Stored data entries:
--------------------------------------------------

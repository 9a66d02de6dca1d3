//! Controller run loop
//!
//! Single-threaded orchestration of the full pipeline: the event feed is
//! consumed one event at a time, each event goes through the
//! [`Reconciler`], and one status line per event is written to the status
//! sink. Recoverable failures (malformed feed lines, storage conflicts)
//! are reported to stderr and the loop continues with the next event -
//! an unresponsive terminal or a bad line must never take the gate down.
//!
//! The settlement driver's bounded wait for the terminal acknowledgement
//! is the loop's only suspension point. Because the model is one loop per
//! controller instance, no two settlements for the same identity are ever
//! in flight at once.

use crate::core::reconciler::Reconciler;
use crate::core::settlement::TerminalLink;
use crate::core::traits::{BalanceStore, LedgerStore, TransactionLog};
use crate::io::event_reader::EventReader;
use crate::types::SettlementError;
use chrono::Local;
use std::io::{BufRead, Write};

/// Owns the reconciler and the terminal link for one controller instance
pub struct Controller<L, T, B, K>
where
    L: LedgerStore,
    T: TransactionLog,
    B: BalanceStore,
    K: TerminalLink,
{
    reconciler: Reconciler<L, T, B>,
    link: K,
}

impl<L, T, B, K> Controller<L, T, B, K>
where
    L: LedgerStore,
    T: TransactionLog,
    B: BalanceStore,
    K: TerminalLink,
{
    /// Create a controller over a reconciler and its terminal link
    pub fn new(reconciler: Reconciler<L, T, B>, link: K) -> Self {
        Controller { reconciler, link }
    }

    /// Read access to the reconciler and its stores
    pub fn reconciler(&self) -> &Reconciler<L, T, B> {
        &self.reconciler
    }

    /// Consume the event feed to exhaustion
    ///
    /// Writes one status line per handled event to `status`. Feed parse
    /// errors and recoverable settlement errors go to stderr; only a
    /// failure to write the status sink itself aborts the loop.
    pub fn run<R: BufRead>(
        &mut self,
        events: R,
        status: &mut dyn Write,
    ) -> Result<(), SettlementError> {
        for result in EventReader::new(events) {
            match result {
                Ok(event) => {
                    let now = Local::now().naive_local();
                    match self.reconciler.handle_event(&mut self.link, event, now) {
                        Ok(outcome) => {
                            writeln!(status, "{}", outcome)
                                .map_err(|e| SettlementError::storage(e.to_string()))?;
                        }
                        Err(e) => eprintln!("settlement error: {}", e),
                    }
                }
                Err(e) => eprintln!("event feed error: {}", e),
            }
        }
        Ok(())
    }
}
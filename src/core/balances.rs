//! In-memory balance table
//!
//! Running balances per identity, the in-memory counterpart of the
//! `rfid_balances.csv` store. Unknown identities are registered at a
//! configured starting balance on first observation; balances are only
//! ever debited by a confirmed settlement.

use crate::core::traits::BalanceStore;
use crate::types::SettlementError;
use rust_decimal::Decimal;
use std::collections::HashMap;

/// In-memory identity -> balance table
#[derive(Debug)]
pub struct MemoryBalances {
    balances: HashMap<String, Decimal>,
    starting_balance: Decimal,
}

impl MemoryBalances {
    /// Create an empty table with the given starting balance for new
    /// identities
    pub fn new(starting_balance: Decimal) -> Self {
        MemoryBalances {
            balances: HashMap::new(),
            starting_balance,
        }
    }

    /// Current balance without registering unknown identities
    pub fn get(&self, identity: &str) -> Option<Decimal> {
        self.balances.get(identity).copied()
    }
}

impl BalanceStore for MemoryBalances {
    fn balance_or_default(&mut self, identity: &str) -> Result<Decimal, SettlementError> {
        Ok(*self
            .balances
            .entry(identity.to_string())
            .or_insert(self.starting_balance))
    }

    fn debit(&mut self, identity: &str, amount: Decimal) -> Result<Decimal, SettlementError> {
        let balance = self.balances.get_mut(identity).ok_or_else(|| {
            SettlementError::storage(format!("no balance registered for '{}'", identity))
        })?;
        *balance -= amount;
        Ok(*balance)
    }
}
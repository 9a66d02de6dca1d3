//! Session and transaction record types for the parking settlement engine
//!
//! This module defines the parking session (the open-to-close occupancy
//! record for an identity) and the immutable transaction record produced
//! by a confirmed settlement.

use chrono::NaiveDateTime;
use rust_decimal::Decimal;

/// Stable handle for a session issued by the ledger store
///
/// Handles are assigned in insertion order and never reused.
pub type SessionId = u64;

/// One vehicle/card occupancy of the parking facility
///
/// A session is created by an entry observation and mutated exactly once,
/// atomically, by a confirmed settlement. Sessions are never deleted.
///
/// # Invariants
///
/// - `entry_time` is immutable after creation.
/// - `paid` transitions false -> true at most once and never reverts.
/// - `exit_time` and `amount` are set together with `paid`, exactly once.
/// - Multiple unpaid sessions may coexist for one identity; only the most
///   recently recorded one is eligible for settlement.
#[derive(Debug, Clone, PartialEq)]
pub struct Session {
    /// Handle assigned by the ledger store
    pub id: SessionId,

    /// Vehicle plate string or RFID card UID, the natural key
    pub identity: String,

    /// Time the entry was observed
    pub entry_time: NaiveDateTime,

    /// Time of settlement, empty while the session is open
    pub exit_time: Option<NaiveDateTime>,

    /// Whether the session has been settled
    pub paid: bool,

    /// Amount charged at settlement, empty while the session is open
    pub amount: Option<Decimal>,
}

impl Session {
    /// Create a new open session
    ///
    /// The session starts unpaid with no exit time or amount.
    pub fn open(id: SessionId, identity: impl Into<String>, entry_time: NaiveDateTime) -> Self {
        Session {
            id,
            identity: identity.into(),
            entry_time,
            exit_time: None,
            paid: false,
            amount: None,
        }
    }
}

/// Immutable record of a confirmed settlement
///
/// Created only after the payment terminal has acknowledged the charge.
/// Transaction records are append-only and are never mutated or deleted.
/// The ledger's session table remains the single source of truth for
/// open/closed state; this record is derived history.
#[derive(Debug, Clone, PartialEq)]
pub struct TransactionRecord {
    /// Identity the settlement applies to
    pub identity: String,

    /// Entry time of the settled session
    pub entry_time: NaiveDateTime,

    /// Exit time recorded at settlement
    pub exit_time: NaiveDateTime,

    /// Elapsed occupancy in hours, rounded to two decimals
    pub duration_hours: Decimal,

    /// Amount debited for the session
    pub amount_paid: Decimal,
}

--------------------------------------------------

> _EXERCISE_
Take every line from the records above that has the word "NaiveDateTime" and copy it.

> _PROBLEM SOLUTION_
use chrono::NaiveDateTime;
    pub entry_time: NaiveDateTime,
    pub exit_time: Option<NaiveDateTime>,
    pub fn open(id: SessionId, identity: impl Into<String>, entry_time: NaiveDateTime) -> Self {
    pub entry_time: NaiveDateTime,
    pub exit_time: NaiveDateTime,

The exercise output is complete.